EXERCISE: Please repeat the lines below, exactly and only, from the one that holds "if overlap <= 0.0" through the one that holds "use crate::tower::Tower;".

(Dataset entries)
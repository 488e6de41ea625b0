use crate::core::{BoxGeometry, GameSnapshot};
use crate::types::BlockState;

/// Everything a renderer needs for one frame.
#[derive(Debug, Clone, PartialEq, Default)]
pub struct Scene {
    pub game: GameSnapshot,
    /// Chopped fragments in flight.
    pub debris: Vec<BoxGeometry>,
    /// Blocks shrinking away during a reset.
    pub collapsing: Vec<BoxGeometry>,
    /// Height the camera looks at (eased).
    pub camera_y: f64,
    /// Score to display: live score, or the countdown while resetting.
    pub display_score: u32,
    pub paused: bool,
    /// A perfect placement happened moments ago.
    pub bonus_flash: bool,
}

impl Scene {
    /// Whether anything on screen is moving.
    pub fn is_static(&self) -> bool {
        let swinging = self
            .game
            .current
            .is_some_and(|c| c.state == BlockState::Active);
        self.paused || (!swinging && self.debris.is_empty() && self.collapsing.is_empty())
    }
}
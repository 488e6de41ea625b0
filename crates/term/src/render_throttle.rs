//! Frame pacing for the terminal loop.

use std::hash::{Hash, Hasher};

use crate::engine::Scene;

#[derive(Debug, Clone)]
pub struct RenderThrottle {
    min_static_interval_ms: u64,
    last_render_ms: u64,
    last_fingerprint: u64,
    has_rendered: bool,
}

impl RenderThrottle {
    pub fn new(min_static_interval_ms: u64) -> Self {
        Self {
            min_static_interval_ms,
            last_render_ms: 0,
            last_fingerprint: 0,
            has_rendered: false,
        }
    }

    /// Decide whether to render a new frame.
    ///
    /// - When `is_static=false`: always render (no throttling).
    /// - When `is_static=true`: render immediately on fingerprint change, otherwise at most
    ///   once per `min_static_interval_ms`.
    pub fn should_render(&mut self, now_ms: u64, fingerprint: u64, is_static: bool) -> bool {
        if !self.has_rendered {
            self.has_rendered = true;
            self.last_render_ms = now_ms;
            self.last_fingerprint = fingerprint;
            return true;
        }

        if !is_static || fingerprint != self.last_fingerprint {
            self.last_render_ms = now_ms;
            self.last_fingerprint = fingerprint;
            return true;
        }

        if now_ms.saturating_sub(self.last_render_ms) >= self.min_static_interval_ms {
            self.last_render_ms = now_ms;
            return true;
        }

        false
    }
}

/// Cheap summary of what a static frame shows.
pub fn scene_fingerprint(scene: &Scene) -> u64 {
    let mut h = std::collections::hash_map::DefaultHasher::new();
    scene.game.phase.hash(&mut h);
    scene.game.run_id.hash(&mut h);
    scene.game.tower_len.hash(&mut h);
    scene.display_score.hash(&mut h);
    scene.paused.hash(&mut h);
    scene.bonus_flash.hash(&mut h);
    scene.camera_y.to_bits().hash(&mut h);
    if let Some(c) = scene.game.current {
        c.state.hash(&mut h);
        c.geometry.position.x.to_bits().hash(&mut h);
        c.geometry.position.z.to_bits().hash(&mut h);
    }
    h.finish()
}
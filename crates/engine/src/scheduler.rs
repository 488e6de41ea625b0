//! Deferred completion signals driven by the session clock.
//!
//! The controller never waits for an animation. It hands out a completion id
//! and a duration; the scheduler reports the id back exactly once when the
//! clock passes the deadline.

#[derive(Debug, Clone, Copy, PartialEq, Eq)]
struct Pending {
    id: u64,
    due_ms: u64,
}

#[derive(Debug, Clone, Default)]
pub struct Scheduler {
    pending: Option<Pending>,
}

impl Scheduler {
    pub fn new() -> Self {
        Self::default()
    }

    /// Arrange for `id` to complete `delay_ms` after `now_ms`.
    ///
    /// Replaces any completion still pending.
    pub fn schedule(&mut self, id: u64, now_ms: u64, delay_ms: u32) {
        self.pending = Some(Pending {
            id,
            due_ms: now_ms.saturating_add(delay_ms as u64),
        });
    }

    /// Return the pending id once its deadline has passed.
    pub fn poll(&mut self, now_ms: u64) -> Option<u64> {
        match self.pending {
            Some(p) if now_ms >= p.due_ms => {
                self.pending = None;
                Some(p.id)
            }
            _ => None,
        }
    }
}
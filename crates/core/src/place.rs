//! Placement module - commits a swinging block onto the tower
//!
//! Placement compares the moving block with the block directly below it along
//! the moving block's working axis:
//!
//! - **Perfect**: the uncovered sliver is thinner than [`SNAP_THRESHOLD`]; the
//!   block snaps onto the target's footprint and nothing is cut off. This is
//!   checked first, so a very narrow block just past the edge still lands
//! - **Miss**: no overlap at all; the block is lost and the run ends
//! - **Chop**: the overhang is cut away; the supported slice stays on the
//!   tower and the overhang becomes a falling fragment
//!
//! The supported slice never extends past the target, so the tower footprint
//! can only shrink.

use serde::{Deserialize, Serialize};
use thiserror::Error;

use crate::block::{Block, BoxGeometry};
use crate::types::{Axis, BlockState, SNAP_THRESHOLD};

/// Placement requested for a block that is not swinging.
///
/// This indicates a sequencing bug in the caller, not a player mistake.
#[derive(Debug, Clone, Copy, PartialEq, Eq, Error)]
pub enum PlaceError {
    #[error("block {index} is not active (state: {state:?})")]
    NotActive { index: u32, state: BlockState },
}

impl PlaceError {
    pub fn code(self) -> &'static str {
        match self {
            PlaceError::NotActive { .. } => "not_active",
        }
    }
}

/// What happened to the committed block.
#[derive(Debug, Clone, Copy, PartialEq, Serialize, Deserialize)]
#[serde(tag = "kind", rename_all = "snake_case")]
pub enum PlaceOutcome {
    /// No overlap; no geometry is produced.
    Missed,
    /// The block now rests on the tower as `placed`.
    Stopped {
        placed: BoxGeometry,
        /// Cut-off overhang; absent on a perfect placement.
        chopped: Option<BoxGeometry>,
        bonus: bool,
    },
}

/// Result of [`place`].
#[derive(Debug, Clone, Copy, PartialEq, Serialize, Deserialize)]
pub struct Placement {
    pub axis: Axis,
    /// Swing direction at the moment of placement.
    pub direction: f64,
    /// Supported extent along `axis` (the raw value for a miss).
    pub overlap: f64,
    pub outcome: PlaceOutcome,
}

impl Placement {
    pub fn is_missed(&self) -> bool {
        matches!(self.outcome, PlaceOutcome::Missed)
    }

    pub fn bonus(&self) -> bool {
        matches!(self.outcome, PlaceOutcome::Stopped { bonus: true, .. })
    }

    pub fn placed(&self) -> Option<BoxGeometry> {
        match self.outcome {
            PlaceOutcome::Stopped { placed, .. } => Some(placed),
            PlaceOutcome::Missed => None,
        }
    }

    pub fn chopped(&self) -> Option<BoxGeometry> {
        match self.outcome {
            PlaceOutcome::Stopped { chopped, .. } => chopped,
            PlaceOutcome::Missed => None,
        }
    }
}

/// Supported extent of `moving` on `target` along the moving block's axis.
///
/// Zero or negative means the two blocks do not overlap.
pub fn overlap(moving: &Block, target: &Block) -> f64 {
    let axis = moving.axis();
    let offset = moving.position().get(axis) - target.position().get(axis);
    target.dimension().along(axis) - offset.abs()
}

/// Commit `moving` on top of `target`.
///
/// On success `moving` leaves the `Active` state for good: it becomes
/// `Stopped` with its footprint reduced to the placed slice, or `Missed`.
///
/// # Panics
///
/// In debug builds, when `moving` is not active.
pub fn place(moving: &mut Block, target: &Block) -> Result<Placement, PlaceError> {
    debug_assert!(
        moving.is_active(),
        "place() on block {} which is not active ({:?})",
        moving.index(),
        moving.state()
    );
    if !moving.is_active() {
        return Err(PlaceError::NotActive {
            index: moving.index(),
            state: moving.state(),
        });
    }

    let axis = moving.axis();
    let direction = moving.direction();
    let mut overlap = overlap(moving, target);

    // A thin enough sliver snaps even when the raw overlap is not positive.
    let bonus = moving.dimension().along(axis) - overlap < SNAP_THRESHOLD;
    if bonus {
        moving.snap_footprint_to(target);
        overlap = moving.dimension().along(axis);
    }

    if overlap <= 0.0 {
        moving.set_state(BlockState::Missed);
        return Ok(Placement {
            axis,
            direction,
            overlap,
            outcome: PlaceOutcome::Missed,
        });
    }

    let whole = moving.geometry();
    let mut placed = whole;
    let mut chopped = whole;
    placed.dimension.set_along(axis, overlap);
    chopped
        .dimension
        .set_along(axis, whole.dimension.along(axis) - overlap);

    let start = whole.position.get(axis);
    let target_start = target.position().get(axis);
    if start < target_start {
        // Overhang on the low side: the kept slice starts at the target's edge.
        placed.position.set(axis, target_start);
    } else {
        chopped.position.set(axis, start + overlap);
    }

    moving.settle(&placed);
    moving.set_state(BlockState::Stopped);

    Ok(Placement {
        axis,
        direction,
        overlap,
        outcome: PlaceOutcome::Stopped {
            placed,
            chopped: if bonus { None } else { Some(chopped) },
            bonus,
        },
    })
}
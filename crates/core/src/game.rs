//! Game module - progression state machine
//!
//! [`GameController`] owns the tower and routes the single player action by
//! phase:
//!
//! | Phase | Action |
//! |-------|--------|
//! | `Loading` | ignored |
//! | `Ready` | start a run |
//! | `Playing` | commit the swinging block |
//! | `Ended` | tear the tower down |
//! | `Resetting` | ignored |
//!
//! Everything observable happens through [`GameEvent`]s, which the host drains
//! after each call to feed its renderer, animations and logs.

use log::{debug, info, warn};
use serde::{Deserialize, Serialize};

use crate::block::{Block, BoxGeometry};
use crate::place::{place, PlaceOutcome};
use crate::rng::SimpleRng;
use crate::snapshot::{CurrentSnapshot, GameSnapshot};
use crate::teardown::Teardown;
use crate::tower::Tower;
use crate::types::*;

/// Something the host should react to.
#[derive(Debug, Clone, PartialEq, Serialize, Deserialize)]
#[serde(tag = "type", rename_all = "snake_case")]
pub enum GameEvent {
    /// Base block is in place; waiting for the first action.
    Ready { color_offset: u32 },
    /// A run began (score back to zero).
    Started,
    /// A new block started swinging.
    Spawned {
        index: u32,
        axis: Axis,
        score: u32,
        camera_target: f64,
    },
    /// A block was committed onto the tower.
    Placed {
        index: u32,
        axis: Axis,
        direction: f64,
        bonus: bool,
        placed: BoxGeometry,
        chopped: Option<BoxGeometry>,
        score: u32,
    },
    /// A block was committed with no overlap.
    Missed { index: u32, axis: Axis },
    /// The run is over.
    Ended { score: u32 },
    /// The tower was cut back to its base; `removed` should be animated away.
    TeardownStarted {
        teardown: Teardown,
        removed: Vec<BoxGeometry>,
    },
    /// The host reported the teardown as done.
    TeardownFinished { id: u64 },
}

/// Orchestrates a run: spawning, placement, game over and reset.
#[derive(Debug, Clone)]
pub struct GameController {
    phase: GamePhase,
    tower: Tower,
    rng: SimpleRng,
    teardown: Option<Teardown>,
    next_teardown_id: u64,
    /// Monotonic run counter (increments on every start).
    run_id: u32,
    last_bonus: bool,
    instructions_hidden: bool,
    events: Vec<GameEvent>,
}

impl GameController {
    /// Create a controller in `Loading`. Call [`GameController::load`] once the
    /// host is ready to show the base block.
    pub fn new(seed: u32) -> Self {
        let mut rng = SimpleRng::new(seed);
        let base = Block::base(rng.color_offset());
        Self {
            phase: GamePhase::Loading,
            tower: Tower::new(base),
            rng,
            teardown: None,
            next_teardown_id: 1,
            run_id: 0,
            last_bonus: false,
            instructions_hidden: false,
            events: Vec::new(),
        }
    }

    /// One-time `Loading → Ready` transition.
    pub fn load(&mut self) {
        if self.phase != GamePhase::Loading {
            return;
        }
        self.set_phase(GamePhase::Ready);
        self.events.push(GameEvent::Ready {
            color_offset: self.tower.base().color_offset(),
        });
    }

    pub fn phase(&self) -> GamePhase {
        self.phase
    }

    pub fn tower(&self) -> &Tower {
        &self.tower
    }

    pub fn score(&self) -> u32 {
        self.tower.score()
    }

    pub fn run_id(&self) -> u32 {
        self.run_id
    }

    /// Whether the most recent placement was a perfect one.
    pub fn last_bonus(&self) -> bool {
        self.last_bonus
    }

    /// Pending reset sequence, while `Resetting`.
    pub fn teardown(&self) -> Option<Teardown> {
        self.teardown
    }

    /// Height the camera should track.
    pub fn camera_target(&self) -> f64 {
        self.tower.camera_target()
    }

    /// Take the events produced since the last drain.
    pub fn drain_events(&mut self) -> std::vec::Drain<'_, GameEvent> {
        self.events.drain(..)
    }

    /// Advance the swinging block by one step.
    pub fn on_tick(&mut self) {
        if let Some(block) = self.tower.current_mut() {
            block.tick();
        }
    }

    /// Route the player action by phase.
    ///
    /// Returns `false` when the action was ignored.
    pub fn on_action(&mut self) -> bool {
        match self.phase {
            GamePhase::Loading | GamePhase::Resetting => {
                debug!("action ignored while {}", self.phase.as_str());
                false
            }
            GamePhase::Ready => {
                self.start_game();
                true
            }
            GamePhase::Playing => {
                self.place_block();
                true
            }
            GamePhase::Ended => {
                self.restart_game();
                true
            }
        }
    }

    /// Completion signal for the teardown with the given id.
    ///
    /// Fires at most once per teardown; stale or repeated signals are ignored
    /// and return `false`.
    pub fn on_teardown_complete(&mut self, id: u64) -> bool {
        if self.phase != GamePhase::Resetting {
            return false;
        }
        match self.teardown {
            Some(td) if td.id() == id => {
                self.teardown = None;
                self.events.push(GameEvent::TeardownFinished { id });
                self.start_game();
                true
            }
            _ => {
                debug!("stale teardown completion {id}");
                false
            }
        }
    }

    pub fn snapshot_into(&self, out: &mut GameSnapshot) {
        out.phase = self.phase;
        out.run_id = self.run_id;
        out.score = self.tower.score();
        out.tower_len = self.tower.len();
        out.blocks.clear();
        out.blocks.extend(self.tower.blocks().map(Block::geometry));
        out.current = self.tower.current().map(|b| CurrentSnapshot {
            index: b.index(),
            axis: b.axis(),
            state: b.state(),
            geometry: b.geometry(),
        });
        out.camera_target = self.tower.camera_target();
        out.last_bonus = self.last_bonus;
        out.show_instructions = !self.instructions_hidden;
        out.teardown = self.teardown;
    }

    pub fn snapshot(&self) -> GameSnapshot {
        let mut s = GameSnapshot::default();
        self.snapshot_into(&mut s);
        s
    }

    fn set_phase(&mut self, phase: GamePhase) {
        if self.phase != phase {
            debug!("phase {} -> {}", self.phase.as_str(), phase.as_str());
        }
        self.phase = phase;
    }

    fn start_game(&mut self) {
        if self.phase == GamePhase::Playing {
            return;
        }
        self.run_id = self.run_id.wrapping_add(1);
        self.last_bonus = false;
        self.set_phase(GamePhase::Playing);
        info!("run {} started", self.run_id);
        self.events.push(GameEvent::Started);
        self.add_block();
    }

    fn place_block(&mut self) {
        let Some(mut moving) = self.tower.take_current() else {
            self.add_block();
            return;
        };

        let result = place(&mut moving, self.tower.top());
        let placement = match result {
            Ok(p) => p,
            Err(e) => {
                warn!("placement rejected ({}): {e}", e.code());
                if moving.state() == BlockState::Missed {
                    self.tower.set_current(moving);
                    self.end_game();
                } else {
                    self.add_block();
                }
                return;
            }
        };

        let index = moving.index();
        match placement.outcome {
            PlaceOutcome::Missed => {
                info!("block {index} missed (overlap {:.3})", placement.overlap);
                self.tower.set_current(moving);
                self.events.push(GameEvent::Missed {
                    index,
                    axis: placement.axis,
                });
            }
            PlaceOutcome::Stopped {
                placed,
                chopped,
                bonus,
            } => {
                self.tower.push(moving);
                self.last_bonus = bonus;
                debug!(
                    "block {index} placed, overlap {:.3}{}",
                    placement.overlap,
                    if bonus { " (perfect)" } else { "" }
                );
                self.events.push(GameEvent::Placed {
                    index,
                    axis: placement.axis,
                    direction: placement.direction,
                    bonus,
                    placed,
                    chopped,
                    score: self.tower.score(),
                });
            }
        }

        self.add_block();
    }

    fn add_block(&mut self) {
        if self.tower.has_missed() {
            self.end_game();
            return;
        }

        let start = if self.rng.next_bool() {
            MOVE_AMOUNT
        } else {
            -MOVE_AMOUNT
        };
        let block = Block::stacked_on(self.tower.top()).starting_at(start);
        let index = block.index();
        let axis = block.axis();
        self.tower.set_current(block);
        if self.tower.len() + 1 >= INSTRUCTIONS_HIDE_AT {
            self.instructions_hidden = true;
        }

        self.events.push(GameEvent::Spawned {
            index,
            axis,
            score: self.tower.score(),
            camera_target: self.tower.camera_target(),
        });
    }

    fn end_game(&mut self) {
        self.set_phase(GamePhase::Ended);
        let score = self.tower.score();
        info!("run {} ended with score {score}", self.run_id);
        self.events.push(GameEvent::Ended { score });
    }

    fn restart_game(&mut self) {
        let from_score = self.tower.score();
        let removed: Vec<BoxGeometry> = self
            .tower
            .truncate_to_base()
            .iter()
            .map(Block::geometry)
            .collect();

        let teardown = Teardown::new(self.next_teardown_id, removed.len() as u32, from_score);
        self.next_teardown_id += 1;
        self.teardown = Some(teardown);
        self.last_bonus = false;
        self.set_phase(GamePhase::Resetting);
        debug!(
            "teardown {} of {} blocks over {}ms",
            teardown.id(),
            teardown.removed(),
            teardown.duration_ms()
        );
        self.events
            .push(GameEvent::TeardownStarted { teardown, removed });
    }
}
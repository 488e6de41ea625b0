//! Mapping from terminal events to game actions.

use crate::types::GameAction;
use crossterm::event::{KeyCode, KeyEvent, KeyModifiers, MouseButton, MouseEvent, MouseEventKind};

/// Map keyboard input to game actions.
pub fn handle_key_event(key: KeyEvent) -> Option<GameAction> {
    match key.code {
        KeyCode::Char(' ') | KeyCode::Enter => Some(GameAction::Action),
        KeyCode::Char('p') | KeyCode::Char('P') => Some(GameAction::Pause),
        _ => None,
    }
}

/// Map mouse input to game actions; a left click acts like space.
pub fn handle_mouse_event(mouse: MouseEvent) -> Option<GameAction> {
    match mouse.kind {
        MouseEventKind::Down(MouseButton::Left) => Some(GameAction::Action),
        _ => None,
    }
}

/// Check if key should quit the game.
pub fn should_quit(key: KeyEvent) -> bool {
    matches!(key.code, KeyCode::Char('q') | KeyCode::Char('Q'))
        || (key.code == KeyCode::Char('c') && key.modifiers.contains(KeyModifiers::CONTROL))
}

#[cfg(test)]
mod tests {
    use super::*;
    use crossterm::event::{KeyCode, KeyEvent, KeyModifiers};

    fn mouse(kind: MouseEventKind) -> MouseEvent {
        MouseEvent {
            kind,
            column: 3,
            row: 4,
            modifiers: KeyModifiers::NONE,
        }
    }

    #[test]
    fn test_action_keys() {
        assert_eq!(
            handle_key_event(KeyEvent::from(KeyCode::Char(' '))),
            Some(GameAction::Action)
        );
        assert_eq!(
            handle_key_event(KeyEvent::from(KeyCode::Enter)),
            Some(GameAction::Action)
        );
    }

    #[test]
    fn test_pause_keys() {
        assert_eq!(
            handle_key_event(KeyEvent::from(KeyCode::Char('p'))),
            Some(GameAction::Pause)
        );
        assert_eq!(
            handle_key_event(KeyEvent::from(KeyCode::Char('P'))),
            Some(GameAction::Pause)
        );
    }

    #[test]
    fn test_unmapped_keys() {
        assert_eq!(handle_key_event(KeyEvent::from(KeyCode::Left)), None);
        assert_eq!(handle_key_event(KeyEvent::from(KeyCode::Char('x'))), None);
    }

    #[test]
    fn test_mouse() {
        assert_eq!(
            handle_mouse_event(mouse(MouseEventKind::Down(MouseButton::Left))),
            Some(GameAction::Action)
        );
        assert_eq!(
            handle_mouse_event(mouse(MouseEventKind::Up(MouseButton::Left))),
            None
        );
        assert_eq!(
            handle_mouse_event(mouse(MouseEventKind::Down(MouseButton::Right))),
            None
        );
        assert_eq!(handle_mouse_event(mouse(MouseEventKind::Moved)), None);
    }

    #[test]
    fn test_quit_keys() {
        assert!(should_quit(KeyEvent::from(KeyCode::Char('q'))));
        assert!(should_quit(KeyEvent::new(
            KeyCode::Char('c'),
            KeyModifiers::CONTROL
        )));
        assert!(!should_quit(KeyEvent::from(KeyCode::Char('c'))));
        assert!(!should_quit(KeyEvent::from(KeyCode::Char(' '))));
    }
}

EXPECTED OUTPUT:
    if overlap <= 0.0 {
        moving.set_state(BlockState::Missed);
        return Ok(Placement {
            axis,
            direction,
            overlap,
            outcome: PlaceOutcome::Missed,
        });
    }

    let whole = moving.geometry();
    let mut placed = whole;
    let mut chopped = whole;
    placed.dimension.set_along(axis, overlap);
    chopped
        .dimension
        .set_along(axis, whole.dimension.along(axis) - overlap);

    let start = whole.position.get(axis);
    let target_start = target.position().get(axis);
    if start < target_start {
        // Overhang on the low side: the kept slice starts at the target's edge.
        placed.position.set(axis, target_start);
    } else {
        chopped.position.set(axis, start + overlap);
    }

    moving.settle(&placed);
    moving.set_state(BlockState::Stopped);

    Ok(Placement {
        axis,
        direction,
        overlap,
        outcome: PlaceOutcome::Stopped {
            placed,
            chopped: if bonus { None } else { Some(chopped) },
            bonus,
        },
    })
}
filename crates/core/src/game.rs
//! Game module - progression state machine
//!
//! [`GameController`] owns the tower and routes the single player action by
//! phase:
//!
//! | Phase | Action |
//! |-------|--------|
//! | `Loading` | ignored |
//! | `Ready` | start a run |
//! | `Playing` | commit the swinging block |
//! | `Ended` | tear the tower down |
//! | `Resetting` | ignored |
//!
//! Everything observable happens through [`GameEvent`]s, which the host drains
//! after each call to feed its renderer, animations and logs.

use log::{debug, info, warn};
use serde::{Deserialize, Serialize};

use crate::block::{Block, BoxGeometry};
use crate::place::{place, PlaceOutcome};
use crate::rng::SimpleRng;
use crate::snapshot::{CurrentSnapshot, GameSnapshot};
use crate::teardown::Teardown;
use crate::tower::Tower;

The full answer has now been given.